Records from a collection:
***

//! Handlers for `/votes` endpoints.
//!
//! | Method   | Path | Notes |
//! |----------|------|-------|
//! | `POST`   | `/votes` | Auth. Body: `{"claim_id","vote_type":"upvote"\|"downvote"}`; re-voting flips in place |
//! | `GET`    | `/votes/claim/{claim_id}` | Tally |
//! | `DELETE` | `/votes` | Auth. Body: `{"claim_id"}` |

use axum::{
  Json,
  extract::{
    Path, State,
    rejection::{JsonRejection, PathRejection},
  },
  response::IntoResponse,
};
use credence_core::{store::CredenceStore, vote::VoteType};
use serde::Deserialize;
use serde_json::json;
use uuid::Uuid;

use crate::{AppState, auth::AuthUser, error::ApiError};

#[derive(Debug, Deserialize)]
pub struct CastBody {
  pub claim_id:  Option<Uuid>,
  pub vote_type: Option<String>,
}

/// `POST /votes`
pub async fn cast<S>(
  State(state): State<AppState<S>>,
  user: AuthUser,
  body: Result<Json<CastBody>, JsonRejection>,
) -> Result<impl IntoResponse, ApiError>
where
  S: CredenceStore + Clone + 'static,
{
  let Json(body) = body?;
  let (Some(claim_id), Some(vote_type)) = (body.claim_id, body.vote_type) else {
    return Err(ApiError::Validation("Claim ID and vote type are required".into()));
  };
  let vote_type: VoteType = vote_type.parse().map_err(|_| {
    ApiError::Validation("Vote type must be upvote or downvote".into())
  })?;

  let vote = state
    .store
    .cast_vote(claim_id, user.0, vote_type)
    .await
    .map_err(ApiError::from_store)?;
  tracing::debug!(%claim_id, user_id = %user.0, vote = vote_type.as_str(), "vote cast");

  Ok(Json(json!({ "message": "Vote cast successfully", "vote": vote })))
}

/// `GET /votes/claim/{claim_id}`
pub async fn tally<S>(
  State(state): State<AppState<S>>,
  path: Result<Path<Uuid>, PathRejection>,
) -> Result<impl IntoResponse, ApiError>
where
  S: CredenceStore + Clone + 'static,
{
  let Path(claim_id) = path?;
  let tally = state
    .store
    .vote_tally(claim_id)
    .await
    .map_err(ApiError::from_store)?;
  Ok(Json(tally))
}

#[derive(Debug, Deserialize)]
pub struct RemoveBody {
  pub claim_id: Option<Uuid>,
}

/// `DELETE /votes`
pub async fn remove<S>(
  State(state): State<AppState<S>>,
  user: AuthUser,
  body: Result<Json<RemoveBody>, JsonRejection>,
) -> Result<impl IntoResponse, ApiError>
where
  S: CredenceStore + Clone + 'static,
{
  let Json(body) = body?;
  let Some(claim_id) = body.claim_id else {
    return Err(ApiError::Validation("Claim ID is required".into()));
  };

  state
    .store
    .remove_vote(claim_id, user.0)
    .await
    .map_err(ApiError::from_store)?
    .ok_or_else(|| ApiError::NotFound("No vote found to remove".into()))?;

  Ok(Json(json!({ "message": "Vote removed successfully" })))
}
//! Handlers for `/claims` endpoints.
//!
//! | Method   | Path | Notes |
//! |----------|------|-------|
//! | `GET`    | `/claims` | Optional `?category=&status=&sort_by=newest\|credibility\|most_discussed` |
//! | `POST`   | `/claims` | Auth. Body: `{"title","description","category"?}` |
//! | `GET`    | `/claims/{id}` | 404 if not found |
//! | `PUT`    | `/claims/{id}` | Author only |
//! | `DELETE` | `/claims/{id}` | Author only; removes evidence, votes and comments |
//! | `GET`    | `/claims/{id}/analysis` | Fact-checking analysis of the description |

use axum::{
  Json,
  extract::{
    Path, Query, State,
    rejection::{JsonRejection, PathRejection, QueryRejection},
  },
  http::StatusCode,
  response::IntoResponse,
};
use credence_core::{
  claim::{Claim, ClaimPatch, DEFAULT_CATEGORY, NewClaim},
  query::ClaimQuery,
  store::CredenceStore,
};
use serde::Deserialize;
use serde_json::json;
use uuid::Uuid;

use crate::{AppState, auth::AuthUser, error::ApiError};

async fn load<S>(store: &S, id: Uuid) -> Result<Claim, ApiError>
where
  S: CredenceStore,
{
  store
    .get_claim(id)
    .await
    .map_err(ApiError::from_store)?
    .ok_or_else(|| ApiError::NotFound("Claim not found".into()))
}

// ─── List ────────────────────────────────────────────────────────────────────

#[derive(Debug, Deserialize)]
pub struct ListParams {
  pub category: Option<String>,
  pub status:   Option<String>,
  pub sort_by:  Option<String>,
}

/// `GET /claims`
pub async fn list<S>(
  State(state): State<AppState<S>>,
  query: Result<Query<ListParams>, QueryRejection>,
) -> Result<impl IntoResponse, ApiError>
where
  S: CredenceStore + Clone + 'static,
{
  let Query(params) = query?;
  let query =
    ClaimQuery::from_params(params.category, params.status, params.sort_by.as_deref());
  let claims = state
    .store
    .list_claims(query)
    .await
    .map_err(ApiError::from_store)?;
  Ok(Json(json!({ "count": claims.len(), "claims": claims })))
}

// ─── Create ──────────────────────────────────────────────────────────────────

#[derive(Debug, Deserialize)]
pub struct CreateBody {
  pub title:       Option<String>,
  pub description: Option<String>,
  pub category:    Option<String>,
}

/// `POST /claims`
///
/// The description is run through moderation first. A moderation failure
/// never blocks creation; it only leaves `ai_moderation_score` empty.
pub async fn create<S>(
  State(state): State<AppState<S>>,
  user: AuthUser,
  body: Result<Json<CreateBody>, JsonRejection>,
) -> Result<impl IntoResponse, ApiError>
where
  S: CredenceStore + Clone + 'static,
{
  let Json(body) = body?;
  let title = body.title.filter(|t| !t.trim().is_empty());
  let description = body.description.filter(|d| !d.trim().is_empty());
  let (Some(title), Some(description)) = (title, description) else {
    return Err(ApiError::Validation("Title and description are required".into()));
  };

  let moderation = state.moderation.moderate(&description).await;

  let input = NewClaim {
    category: body
      .category
      .filter(|c| !c.is_empty())
      .unwrap_or_else(|| DEFAULT_CATEGORY.to_owned()),
    ai_moderation_score: moderation.score(),
    ..NewClaim::new(user.0, title, description)
  };
  let claim = state
    .store
    .create_claim(input)
    .await
    .map_err(ApiError::from_store)?;
  tracing::info!(claim_id = %claim.id, user_id = %user.0, "claim created");

  Ok((
    StatusCode::CREATED,
    Json(json!({
      "message":    "Claim created successfully",
      "claim":      claim,
      "moderation": moderation,
    })),
  ))
}

// ─── Get one ─────────────────────────────────────────────────────────────────

/// `GET /claims/{id}`
pub async fn get_one<S>(
  State(state): State<AppState<S>>,
  path: Result<Path<Uuid>, PathRejection>,
) -> Result<impl IntoResponse, ApiError>
where
  S: CredenceStore + Clone + 'static,
{
  let Path(id) = path?;
  let claim = load(state.store.as_ref(), id).await?;
  Ok(Json(json!({ "claim": claim })))
}

// ─── Update ──────────────────────────────────────────────────────────────────

#[derive(Debug, Default, Deserialize)]
pub struct UpdateBody {
  pub title:       Option<String>,
  pub description: Option<String>,
  pub category:    Option<String>,
}

impl From<UpdateBody> for ClaimPatch {
  /// Empty strings leave the field unchanged.
  fn from(body: UpdateBody) -> Self {
    let keep = |v: Option<String>| v.filter(|s| !s.is_empty());
    ClaimPatch {
      title:       keep(body.title),
      description: keep(body.description),
      category:    keep(body.category),
    }
  }
}

/// `PUT /claims/{id}`
pub async fn update<S>(
  State(state): State<AppState<S>>,
  user: AuthUser,
  path: Result<Path<Uuid>, PathRejection>,
  body: Result<Json<UpdateBody>, JsonRejection>,
) -> Result<impl IntoResponse, ApiError>
where
  S: CredenceStore + Clone + 'static,
{
  let Path(id) = path?;
  let Json(body) = body?;

  let existing = load(state.store.as_ref(), id).await?;
  user.require_owner(existing.user_id, "Not authorized to update this claim")?;

  let patch = ClaimPatch::from(body);
  let claim = if patch.is_empty() {
    existing
  } else {
    state
      .store
      .update_claim(id, patch)
      .await
      .map_err(ApiError::from_store)?
  };

  Ok(Json(json!({ "message": "Claim updated successfully", "claim": claim })))
}

// ─── Delete ──────────────────────────────────────────────────────────────────

/// `DELETE /claims/{id}`
pub async fn delete<S>(
  State(state): State<AppState<S>>,
  user: AuthUser,
  path: Result<Path<Uuid>, PathRejection>,
) -> Result<impl IntoResponse, ApiError>
where
  S: CredenceStore + Clone + 'static,
{
  let Path(id) = path?;
  let existing = load(state.store.as_ref(), id).await?;
  user.require_owner(existing.user_id, "Not authorized to delete this claim")?;

  state
    .store
    .delete_claim(id)
    .await
    .map_err(ApiError::from_store)?;
  tracing::info!(claim_id = %id, "claim deleted");

  Ok(Json(json!({ "message": "Claim deleted successfully" })))
}

// ─── Analysis ────────────────────────────────────────────────────────────────

/// `GET /claims/{id}/analysis`
pub async fn analysis<S>(
  State(state): State<AppState<S>>,
  path: Result<Path<Uuid>, PathRejection>,
) -> Result<impl IntoResponse, ApiError>
where
  S: CredenceStore + Clone + 'static,
{
  let Path(id) = path?;
  let claim = load(state.store.as_ref(), id).await?;
  let analysis = state.moderation.analyze(&claim.description).await;
  Ok(Json(json!({ "claim_id": claim.id, "analysis": analysis })))
}
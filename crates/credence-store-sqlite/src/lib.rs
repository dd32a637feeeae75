//! SQLite backend for the Credence claim store.
//!
//! Wraps [`tokio_rusqlite`] so all database access runs on a dedicated thread
//! without blocking the async runtime.

mod encode;
mod schema;
mod store;

pub mod error;

pub use error::{Error, Result};
pub use store::SqliteStore;
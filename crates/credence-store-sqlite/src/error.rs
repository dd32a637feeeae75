//! Error type for `credence-store-sqlite`.

use credence_core::store::StoreError;
use thiserror::Error;

#[derive(Debug, Error)]
pub enum Error {
  #[error(transparent)]
  Core(#[from] credence_core::Error),

  #[error("database error: {0}")]
  Database(#[from] tokio_rusqlite::Error),

  #[error("uuid parse error: {0}")]
  Uuid(#[from] uuid::Error),

  #[error("date/time parse error: {0}")]
  DateParse(String),
}

impl StoreError for Error {
  fn domain(&self) -> Option<&credence_core::Error> {
    match self {
      Error::Core(e) => Some(e),
      _ => None,
    }
  }
}

pub type Result<T, E = Error> = std::result::Result<T, E>;
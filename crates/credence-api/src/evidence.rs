//! Handlers for `/evidence` endpoints.
//!
//! | Method   | Path | Notes |
//! |----------|------|-------|
//! | `POST`   | `/evidence` | Auth. Body: `{"claim_id","content","type","source_url"?}` |
//! | `GET`    | `/evidence/claim/{claim_id}` | Oldest first |
//! | `DELETE` | `/evidence/{id}` | Author only |

use axum::{
  Json,
  extract::{
    Path, State,
    rejection::{JsonRejection, PathRejection},
  },
  http::StatusCode,
  response::IntoResponse,
};
use credence_core::{
  evidence::{EvidenceKind, NewEvidence},
  store::CredenceStore,
};
use serde::Deserialize;
use serde_json::json;
use uuid::Uuid;

use crate::{AppState, auth::AuthUser, error::ApiError};

#[derive(Debug, Deserialize)]
pub struct CreateBody {
  pub claim_id:   Option<Uuid>,
  pub content:    Option<String>,
  #[serde(rename = "type")]
  pub kind:       Option<String>,
  pub source_url: Option<String>,
}

/// `POST /evidence`
pub async fn create<S>(
  State(state): State<AppState<S>>,
  user: AuthUser,
  body: Result<Json<CreateBody>, JsonRejection>,
) -> Result<impl IntoResponse, ApiError>
where
  S: CredenceStore + Clone + 'static,
{
  let Json(body) = body?;
  let content = body.content.filter(|c| !c.trim().is_empty());
  let (Some(claim_id), Some(content), Some(kind)) = (body.claim_id, content, body.kind)
  else {
    return Err(ApiError::Validation(
      "Claim ID, content, and type are required".into(),
    ));
  };
  let kind: EvidenceKind = kind.parse().map_err(|_| {
    ApiError::Validation("Evidence type must be supporting or refuting".into())
  })?;

  let evidence = state
    .store
    .add_evidence(NewEvidence {
      claim_id,
      user_id: user.0,
      content,
      kind,
      source_url: body.source_url.filter(|u| !u.is_empty()),
    })
    .await
    .map_err(ApiError::from_store)?;
  tracing::info!(evidence_id = %evidence.id, %claim_id, "evidence added");

  Ok((
    StatusCode::CREATED,
    Json(json!({ "message": "Evidence added successfully", "evidence": evidence })),
  ))
}

/// `GET /evidence/claim/{claim_id}`
pub async fn list_for_claim<S>(
  State(state): State<AppState<S>>,
  path: Result<Path<Uuid>, PathRejection>,
) -> Result<impl IntoResponse, ApiError>
where
  S: CredenceStore + Clone + 'static,
{
  let Path(claim_id) = path?;
  let evidence = state
    .store
    .list_evidence(claim_id)
    .await
    .map_err(ApiError::from_store)?;
  Ok(Json(json!({ "count": evidence.len(), "evidence": evidence })))
}

/// `DELETE /evidence/{id}`
pub async fn delete<S>(
  State(state): State<AppState<S>>,
  user: AuthUser,
  path: Result<Path<Uuid>, PathRejection>,
) -> Result<impl IntoResponse, ApiError>
where
  S: CredenceStore + Clone + 'static,
{
  let Path(id) = path?;
  let evidence = state
    .store
    .get_evidence(id)
    .await
    .map_err(ApiError::from_store)?
    .ok_or_else(|| ApiError::NotFound("Evidence not found".into()))?;
  user.require_owner(evidence.user_id, "Not authorized to delete this evidence")?;

  state
    .store
    .delete_evidence(id)
    .await
    .map_err(ApiError::from_store)?;

  Ok(Json(json!({ "message": "Evidence deleted successfully" })))
}
// ─── Application state ───────────────────────────────────────────────────────

/// Shared state threaded through all axum handlers.
#[derive(Clone)]
pub struct AppState<S: CredenceStore> {
  pub store:      Arc<S>,
  pub tokens:     Arc<TokenIssuer>,
  pub moderation: Arc<ModerationClient>,
}

// ─── Router ──────────────────────────────────────────────────────────────────

/// Build the full application router.
pub fn router<S>(state: AppState<S>) -> Router
where
  S: CredenceStore + Clone + 'static,
{
  let api = Router::new()
    // Auth
    .route("/auth/register", post(auth::register::<S>))
    .route("/auth/login",    post(auth::login::<S>))
    .route("/auth/profile",  get(auth::profile::<S>))
    .route("/auth/refresh",  post(auth::refresh::<S>))
    // Claims
    .route("/claims", get(claims::list::<S>).post(claims::create::<S>))
    .route(
      "/claims/{id}",
      get(claims::get_one::<S>)
        .put(claims::update::<S>)
        .delete(claims::delete::<S>),
    )
    .route("/claims/{id}/analysis", get(claims::analysis::<S>))
    // Evidence
    .route("/evidence",                  post(evidence::create::<S>))
    .route("/evidence/claim/{claim_id}", get(evidence::list_for_claim::<S>))
    .route("/evidence/{id}",             delete(evidence::delete::<S>))
    // Votes
    .route("/votes", post(votes::cast::<S>).delete(votes::remove::<S>))
    .route("/votes/claim/{claim_id}", get(votes::tally::<S>))
    // Comments
    .route("/comments",                  post(comments::create::<S>))
    .route("/comments/claim/{claim_id}", get(comments::list_for_claim::<S>))
    .route("/comments/{id}",             delete(comments::delete::<S>));

  Router::new()
    .nest("/api", api)
    .layer(CorsLayer::permissive())
    .layer(TraceLayer::new_for_http())
    .with_state(state)
}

***

What is being asked:
Return every line above in which the string "deleted" occurs.

Worked solution:
  tracing::info!(claim_id = %id, "claim deleted");
  Ok(Json(json!({ "message": "Claim deleted successfully" })))
  Ok(Json(json!({ "message": "Evidence deleted successfully" })))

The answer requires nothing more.